Work order
Among the lines below, list those containing the string "FixtureCard".

(Stored data entries)
━━━

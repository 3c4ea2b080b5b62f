//! Cache identity: which remote asset a set of local files belongs to.

use std::fmt;
use std::path::{Path, PathBuf};

use sha2::{Digest, Sha224};
use url::Url;

use super::files::with_suffix;
use crate::fetch::FetchError;

/// Stable fingerprint of an (asset URL, checksum URL) pair.
///
/// Lowercase hex SHA-224 of the asset URL bytes followed by the checksum URL
/// bytes, so several sources can share one cache directory.
#[derive(Debug, Clone, PartialEq, Eq, Hash)]
pub struct CacheKey(String);

impl CacheKey {
    /// Derives the key for a URL pair.
    #[must_use]
    pub fn from_urls(asset_url: &str, checksum_url: &str) -> Self {
        let mut hasher = Sha224::new();
        hasher.update(asset_url.as_bytes());
        hasher.update(checksum_url.as_bytes());
        Self(format!("{:x}", hasher.finalize()))
    }

    /// Hex digest.
    #[must_use]
    pub fn as_str(&self) -> &str {
        &self.0
    }
}

impl fmt::Display for CacheKey {
    fn fmt(&self, f: &mut fmt::Formatter<'_>) -> fmt::Result {
        f.write_str(&self.0)
    }
}

/// A remote compressed asset and the endpoint publishing its checksum.
#[derive(Debug, Clone, PartialEq, Eq)]
pub struct AssetSource {
    asset_url: String,
    checksum_url: String,
    key: CacheKey,
}

impl AssetSource {
    /// Validates both URLs and derives the cache key.
    ///
    /// # Errors
    ///
    /// Returns [`FetchError::InvalidUrl`] if either URL does not parse or is
    /// not http(s).
    pub fn new(asset_url: &str, checksum_url: &str) -> Result<Self, FetchError> {
        validate_http_url(asset_url)?;
        validate_http_url(checksum_url)?;
        Ok(Self {
            asset_url: asset_url.to_string(),
            checksum_url: checksum_url.to_string(),
            key: CacheKey::from_urls(asset_url, checksum_url),
        })
    }

    #[must_use]
    pub fn asset_url(&self) -> &str {
        &self.asset_url
    }

    #[must_use]
    pub fn checksum_url(&self) -> &str {
        &self.checksum_url
    }

    #[must_use]
    pub fn key(&self) -> &CacheKey {
        &self.key
    }
}

fn validate_http_url(raw: &str) -> Result<(), FetchError> {
    let parsed = Url::parse(raw).map_err(|_| FetchError::invalid_url(raw))?;
    if matches!(parsed.scheme(), "http" | "https") {
        Ok(())
    } else {
        Err(FetchError::invalid_url(raw))
    }
}

/// Local files belonging to one [`CacheKey`] inside a cache directory.
///
/// | file                    | contents                          |
/// |-------------------------|-----------------------------------|
/// | `.<key>`                | compressed asset bytes            |
/// | `.<key>.out`            | decompressed snapshot             |
/// | `.<key>.checksum`       | last applied remote checksum      |
#[derive(Debug, Clone, PartialEq, Eq)]
pub struct CachedAsset {
    compressed: PathBuf,
    checksum_record: PathBuf,
}

impl CachedAsset {
    /// Lays out the file names for `key` under `cache_dir`.
    #[must_use]
    pub fn new(cache_dir: &Path, key: &CacheKey) -> Self {
        let compressed = cache_dir.join(format!(".{key}"));
        let checksum_record = with_suffix(&compressed, ".checksum");
        Self {
            compressed,
            checksum_record,
        }
    }

    /// Compressed asset path.
    #[must_use]
    pub fn compressed_path(&self) -> &Path {
        &self.compressed
    }

    /// Decompressed snapshot path (may not exist yet).
    #[must_use]
    pub fn decompressed_path(&self) -> PathBuf {
        decompressed_path_for(&self.compressed)
    }

    /// Last-applied checksum record path.
    #[must_use]
    pub fn checksum_record_path(&self) -> &Path {
        &self.checksum_record
    }
}

/// Where the decompressor writes the expanded form of `compressed`.
#[must_use]
pub fn decompressed_path_for(compressed: &Path) -> PathBuf {
    with_suffix(compressed, ".out")
}
//! Builder for small MTGJSON-shaped `SQLite` snapshots.

use sqlx::sqlite::{SqliteConnectOptions, SqliteJournalMode, SqlitePoolOptions};

struct Card {
    uuid: String,
    name: String,
    set_code: String,
    text: Option<String>,
}

/// Collects cards and optional auxiliary tables, then renders database bytes.
#[derive(Default)]
pub struct SnapshotFixture {
    cards: Vec<Card>,
    meta: Option<(String, String)>,
    purchase_urls: Option<Vec<(String, String)>>,
}

impl SnapshotFixture {
    pub fn new() -> Self {
        Self::default()
    }

    pub fn card(mut self, uuid: &str, name: &str, set_code: &str, text: Option<&str>) -> Self {
        self.cards.push(Card {
            uuid: uuid.to_string(),
            name: name.to_string(),
            set_code: set_code.to_string(),
            text: text.map(str::to_string),
        });
        self
    }

    pub fn meta(mut self, date: &str, version: &str) -> Self {
        self.meta = Some((date.to_string(), version.to_string()));
        self
    }

    /// Adds a `cardPurchaseUrls` row; the table exists once any link is added.
    pub fn tcgplayer(mut self, uuid: &str, link: &str) -> Self {
        self.purchase_urls
            .get_or_insert_with(Vec::new)
            .push((uuid.to_string(), link.to_string()));
        self
    }

    /// Writes a rollback-journal `SQLite` file and returns its bytes.
    pub async fn bytes(&self) -> Vec<u8> {
        let dir = tempfile::tempdir().expect("fixture temp dir");
        let path = dir.path().join("AllPrintings.sqlite");
        let pool = SqlitePoolOptions::new()
            .max_connections(1)
            .connect_with(
                SqliteConnectOptions::new()
                    .filename(&path)
                    .create_if_missing(true)
                    .journal_mode(SqliteJournalMode::Delete),
            )
            .await
            .expect("open fixture database");

        sqlx::query(
            "CREATE TABLE cards (uuid VARCHAR(36) NOT NULL PRIMARY KEY, name TEXT, setCode TEXT, text TEXT)",
        )
        .execute(&pool)
        .await
        .expect("create cards");
        for card in &self.cards {
            sqlx::query("INSERT INTO cards (uuid, name, setCode, text) VALUES (?, ?, ?, ?)")
                .bind(&card.uuid)
                .bind(&card.name)
                .bind(&card.set_code)
                .bind(&card.text)
                .execute(&pool)
                .await
                .expect("insert card");
        }

        if let Some((date, version)) = &self.meta {
            sqlx::query("CREATE TABLE meta (date TEXT, version TEXT)")
                .execute(&pool)
                .await
                .expect("create meta");
            sqlx::query("INSERT INTO meta (date, version) VALUES (?, ?)")
                .bind(date)
                .bind(version)
                .execute(&pool)
                .await
                .expect("insert meta");
        }

        if let Some(urls) = &self.purchase_urls {
            sqlx::query("CREATE TABLE cardPurchaseUrls (uuid VARCHAR(36), tcgplayer TEXT)")
                .execute(&pool)
                .await
                .expect("create cardPurchaseUrls");
            for (uuid, link) in urls {
                sqlx::query("INSERT INTO cardPurchaseUrls (uuid, tcgplayer) VALUES (?, ?)")
                    .bind(uuid)
                    .bind(link)
                    .execute(&pool)
                    .await
                    .expect("insert purchase url");
            }
        }

        pool.close().await;
        std::fs::read(&path).expect("read fixture database")
    }
}

/// Builds a 36-character identifier from a small integer.
pub fn card_uuid(n: u32) -> String {
    format!("00000000-0000-0000-0000-{n:012}")
}

/// Twenty-one space-separated words.
pub const TWENTY_ONE_WORDS: &str = "Whenever this creature attacks, each opponent loses one life and you gain one life for each card like this in graveyard.";
#[cfg(test)]
#[allow(clippy::unwrap_used)]
mod tests {
    use std::sync::atomic::AtomicUsize;

    use async_trait::async_trait;
    use wiremock::matchers::{method, path};
    use wiremock::{Mock, MockServer, ResponseTemplate};

    use super::*;
    use crate::decompress::DecompressCommand;
    use crate::store::{LegalityCounts, StoreDbErrorKind};
    use crate::test_support::socket_guard::start_mock_server_or_skip;
    use crate::test_support::{FixtureCard, card_uuid, create_cards_table, insert_card, snapshot_bytes};

    const ASSET_PATH: &str = "/AllPrintings.sqlite.bz2";
    const CHECKSUM_PATH: &str = "/AllPrintings.sqlite.bz2.sha256";
    const LONG_TEXT: &str =
        "one two three four five six seven eight nine ten eleven twelve thirteen fourteen fifteen sixteen seventeen eighteen nineteen twenty twentyone";

    fn settings(server: &MockServer, cache_dir: &Path, program: &str) -> Settings {
        Settings {
            cache_dir: cache_dir.to_path_buf(),
            asset_url: format!("{}{ASSET_PATH}", server.uri()),
            checksum_url: format!("{}{CHECKSUM_PATH}", server.uri()),
            decompress: DecompressCommand::bare(program),
            batch_size: 2,
            ..Settings::default()
        }
    }

    async fn mount(server: &MockServer, checksum: &str, asset: Vec<u8>, asset_calls: u64) {
        Mock::given(method("GET"))
            .and(path(CHECKSUM_PATH))
            .respond_with(ResponseTemplate::new(200).set_body_string(checksum))
            .mount(server)
            .await;
        Mock::given(method("GET"))
            .and(path(ASSET_PATH))
            .respond_with(ResponseTemplate::new(200).set_body_bytes(asset))
            .expect(asset_calls)
            .mount(server)
            .await;
    }

    async fn three_cards() -> Vec<u8> {
        let one = card_uuid(1);
        let two = card_uuid(2);
        let three = card_uuid(3);
        let cards: [FixtureCard<'_>; 3] = [
            (one.as_str(), "Serra Angel", "LEA", Some("Flying, vigilance")),
            (two.as_str(), "Wordy Wizard", "LEA", Some(LONG_TEXT)),
            (three.as_str(), "Vanilla Bear", "LEA", None),
        ];
        snapshot_bytes(&cards).await
    }

    async fn counts_at(path: &Path) -> LegalityCounts {
        let store = open_store(path, DatabaseOptions::default()).await.unwrap();
        let counts = store.counts().await.unwrap();
        store.database().clone().close().await;
        counts
    }

    fn cache_entries(dir: &Path) -> Vec<String> {
        let mut names: Vec<String> = std::fs::read_dir(dir)
            .map(|entries| {
                entries
                    .map(|e| e.unwrap().file_name().to_string_lossy().into_owned())
                    .collect()
            })
            .unwrap_or_default();
        names.sort();
        names
    }

    #[cfg(unix)]
    #[tokio::test]
    async fn test_run_fetches_decompresses_and_classifies() {
        let Some(server) = start_mock_server_or_skip().await else {
            return;
        };
        let cache = tempfile::tempdir().unwrap();
        mount(&server, "sum-1", three_cards().await, 1).await;
        let pipeline = Pipeline::new(&settings(&server, cache.path(), "cat")).unwrap();

        let report = pipeline.run().await.unwrap();

        assert_eq!(
            report,
            RunReport {
                fetched: true,
                decompressed: true,
                scanned: 3,
                classified: 2,
                skipped: 1,
                legal: 1,
                illegal: 1,
                state: PipelineState::Done,
            }
        );
        assert_eq!(pipeline.progress().scanned(), 3);
        assert_eq!(pipeline.progress().total(), 3);
        let counts = counts_at(&pipeline.asset().decompressed_path()).await;
        assert_eq!(counts.total(), 2, "legal + illegal equals cards with text");
        assert_eq!(counts.unclassified, 1);
        let record = tokio::fs::read(pipeline.asset().checksum_record_path())
            .await
            .unwrap();
        assert_eq!(record, b"sum-1");
    }

    #[cfg(unix)]
    #[tokio::test]
    async fn test_second_run_with_same_checksum_skips_download() {
        let Some(server) = start_mock_server_or_skip().await else {
            return;
        };
        let cache = tempfile::tempdir().unwrap();
        mount(&server, "sum-1", three_cards().await, 1).await;
        let pipeline = Pipeline::new(&settings(&server, cache.path(), "cat")).unwrap();

        pipeline.run().await.unwrap();
        let second = pipeline.run().await.unwrap();

        assert!(!second.fetched);
        assert!(!second.decompressed);
        assert_eq!(second.classified, 2);
        let counts = counts_at(&pipeline.asset().decompressed_path()).await;
        assert_eq!(counts.total(), 2, "rerun upserts instead of duplicating");
        server.verify().await;
    }

    #[cfg(unix)]
    #[tokio::test]
    async fn test_changed_checksum_refreshes_asset_and_output() {
        let Some(server) = start_mock_server_or_skip().await else {
            return;
        };
        let cache = tempfile::tempdir().unwrap();
        mount(&server, "sum-1", three_cards().await, 1).await;
        let pipeline = Pipeline::new(&settings(&server, cache.path(), "cat")).unwrap();
        pipeline.run().await.unwrap();

        server.reset().await;
        let four = card_uuid(4);
        let replacement: [FixtureCard<'_>; 1] = [(four.as_str(), "New Card", "NEW", Some("Draw a card."))];
        mount(&server, "sum-2", snapshot_bytes(&replacement).await, 1).await;

        let handle = pipeline.ensure_snapshot().await.unwrap();

        assert!(handle.refreshed);
        assert!(handle.decompressed, "stale output must be rebuilt");
        let record = tokio::fs::read(pipeline.asset().checksum_record_path())
            .await
            .unwrap();
        assert_eq!(record, b"sum-2");
        let store = open_store(&handle.path, DatabaseOptions::default())
            .await
            .unwrap();
        assert_eq!(store.card_count().await.unwrap(), 1);
        assert!(store.get(&card_uuid(1)).await.unwrap().is_none());
    }

    #[tokio::test]
    async fn test_checksum_failure_is_remote_unavailable_and_writes_nothing() {
        let Some(server) = start_mock_server_or_skip().await else {
            return;
        };
        let cache = tempfile::tempdir().unwrap();
        Mock::given(method("GET"))
            .and(path(CHECKSUM_PATH))
            .respond_with(ResponseTemplate::new(503))
            .mount(&server)
            .await;
        Mock::given(method("GET"))
            .and(path(ASSET_PATH))
            .respond_with(ResponseTemplate::new(200))
            .expect(0)
            .mount(&server)
            .await;
        let pipeline = Pipeline::new(&settings(&server, cache.path(), "cat")).unwrap();

        let result = pipeline.run().await;

        assert!(matches!(result, Err(PipelineError::RemoteUnavailable(_))));
        assert!(cache_entries(cache.path()).is_empty());
    }

    #[tokio::test]
    async fn test_asset_failure_is_fetch_failed_without_record() {
        let Some(server) = start_mock_server_or_skip().await else {
            return;
        };
        let cache = tempfile::tempdir().unwrap();
        Mock::given(method("GET"))
            .and(path(CHECKSUM_PATH))
            .respond_with(ResponseTemplate::new(200).set_body_string("sum-1"))
            .mount(&server)
            .await;
        Mock::given(method("GET"))
            .and(path(ASSET_PATH))
            .respond_with(ResponseTemplate::new(500))
            .mount(&server)
            .await;
        let pipeline = Pipeline::new(&settings(&server, cache.path(), "cat")).unwrap();

        let result = pipeline.ensure_snapshot().await;

        match result {
            Err(PipelineError::FetchFailed(error)) => assert_eq!(error.status(), Some(500)),
            other => panic!("expected FetchFailed, got {other:?}"),
        }
        assert!(cache_entries(cache.path()).is_empty());
    }

    #[cfg(unix)]
    #[tokio::test]
    async fn test_decompression_failure_leaves_no_output() {
        let Some(server) = start_mock_server_or_skip().await else {
            return;
        };
        let cache = tempfile::tempdir().unwrap();
        mount(&server, "sum-1", b"not bzip2".to_vec(), 1).await;
        let pipeline = Pipeline::new(&settings(&server, cache.path(), "false")).unwrap();

        let result = pipeline.run().await;

        assert!(matches!(
            result,
            Err(PipelineError::DecompressionFailed(_))
        ));
        assert!(!pipeline.asset().decompressed_path().exists());
        assert!(pipeline.asset().compressed_path().exists());
    }

    #[cfg(unix)]
    #[tokio::test]
    async fn test_corrupt_snapshot_is_persistence_failure() {
        let Some(server) = start_mock_server_or_skip().await else {
            return;
        };
        let cache = tempfile::tempdir().unwrap();
        mount(&server, "sum-1", b"definitely not sqlite".repeat(64), 1).await;
        let pipeline = Pipeline::new(&settings(&server, cache.path(), "cat")).unwrap();

        let result = pipeline.run().await;

        assert!(matches!(result, Err(PipelineError::PersistenceFailure(_))));
    }

    #[test]
    fn test_new_rejects_invalid_url() {
        let settings = Settings {
            asset_url: "ftp://example.com/cards.bz2".to_string(),
            ..Settings::default()
        };
        assert!(matches!(
            Pipeline::new(&settings),
            Err(PipelineError::FetchFailed(FetchError::InvalidUrl { .. }))
        ));
    }

    struct FailingRepository {
        calls: AtomicUsize,
    }

    #[async_trait]
    impl ClassificationRepository for FailingRepository {
        async fn upsert(&self, _record: &ClassificationRecord) -> crate::store::Result<()> {
            unreachable!("pipeline writes in batches")
        }

        async fn upsert_batch(&self, _records: &[ClassificationRecord]) -> crate::store::Result<u64> {
            self.calls.fetch_add(1, Ordering::SeqCst);
            Err(StoreError::Database {
                kind: StoreDbErrorKind::BusyOrLocked,
                message: "database is locked".to_string(),
            })
        }

        async fn counts(&self) -> crate::store::Result<LegalityCounts> {
            Ok(LegalityCounts::default())
        }
    }

    #[tokio::test]
    async fn test_write_failure_aborts_classification() {
        let db = Database::new_in_memory().await.unwrap();
        create_cards_table(&db).await;
        for n in 1..=5 {
            insert_card(&db, &card_uuid(n), "Card", "SET", Some("Flying")).await;
        }
        let cards = ClassificationStore::new(db);
        let repository = FailingRepository {
            calls: AtomicUsize::new(0),
        };
        let settings = Settings {
            batch_size: 2,
            ..Settings::default()
        };
        let pipeline = Pipeline::new(&settings).unwrap();

        let result = pipeline.classify_cards(&cards, &repository).await;

        assert!(matches!(
            result,
            Err(PipelineError::PersistenceFailure(StoreError::Database {
                kind: StoreDbErrorKind::BusyOrLocked,
                ..
            }))
        ));
        assert_eq!(repository.calls.load(Ordering::SeqCst), 1, "no write after the first failure");
        assert_eq!(pipeline.progress().scanned(), 0);
    }

    #[tokio::test]
    async fn test_classify_cards_pages_through_everything() {
        let db = Database::new_in_memory().await.unwrap();
        create_cards_table(&db).await;
        for n in 1..=5 {
            insert_card(&db, &card_uuid(n), "Card", "SET", Some("Flying")).await;
        }
        insert_card(&db, &card_uuid(6), "Blank", "SET", Some("")).await;
        let store = ClassificationStore::new(db);
        let settings = Settings {
            batch_size: 2,
            ..Settings::default()
        };
        let pipeline = Pipeline::new(&settings).unwrap();

        let tally = pipeline.classify_cards(&store, &store).await.unwrap();

        assert_eq!(
            tally,
            ClassifyTally {
                scanned: 6,
                classified: 5,
                skipped: 1,
                legal: 5,
                illegal: 0,
            }
        );
        assert!(store.get(&card_uuid(6)).await.unwrap().is_none());
        assert_eq!(store.legal_count().await.unwrap(), 5);
    }

    #[tokio::test]
    async fn test_custom_normalizer_filter_phrases_apply_to_classification() {
        let db = Database::new_in_memory().await.unwrap();
        create_cards_table(&db).await;
        insert_card(&db, &card_uuid(1), "Wordy Wizard", "LEA", Some(LONG_TEXT)).await;
        let store = ClassificationStore::new(db);
        let pipeline = Pipeline::new(&Settings::default())
            .unwrap()
            .with_normalizer(TextNormalizer::with_filter_phrases([" twentyone"]));

        let tally = pipeline.classify_cards(&store, &store).await.unwrap();

        assert_eq!(tally.legal, 1);
        let record = store.get(&card_uuid(1)).await.unwrap().unwrap();
        assert_eq!(record.word_count, 20);
        assert!(record.normalized_text.ends_with("twenty"));
    }

    #[test]
    fn test_state_labels() {
        assert_eq!(PipelineState::default(), PipelineState::Idle);
        assert_eq!(PipelineState::CheckingChecksum.to_string(), "checking_checksum");
        assert_eq!(PipelineState::Done.to_string(), "done");
    }
}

━━━

Exercise response
    use crate::test_support::{FixtureCard, card_uuid, create_cards_table, insert_card, snapshot_bytes};
        let cards: [FixtureCard<'_>; 3] = [
        let replacement: [FixtureCard<'_>; 1] = [(four.as_str(), "New Card", "NEW", Some("Draw a card."))];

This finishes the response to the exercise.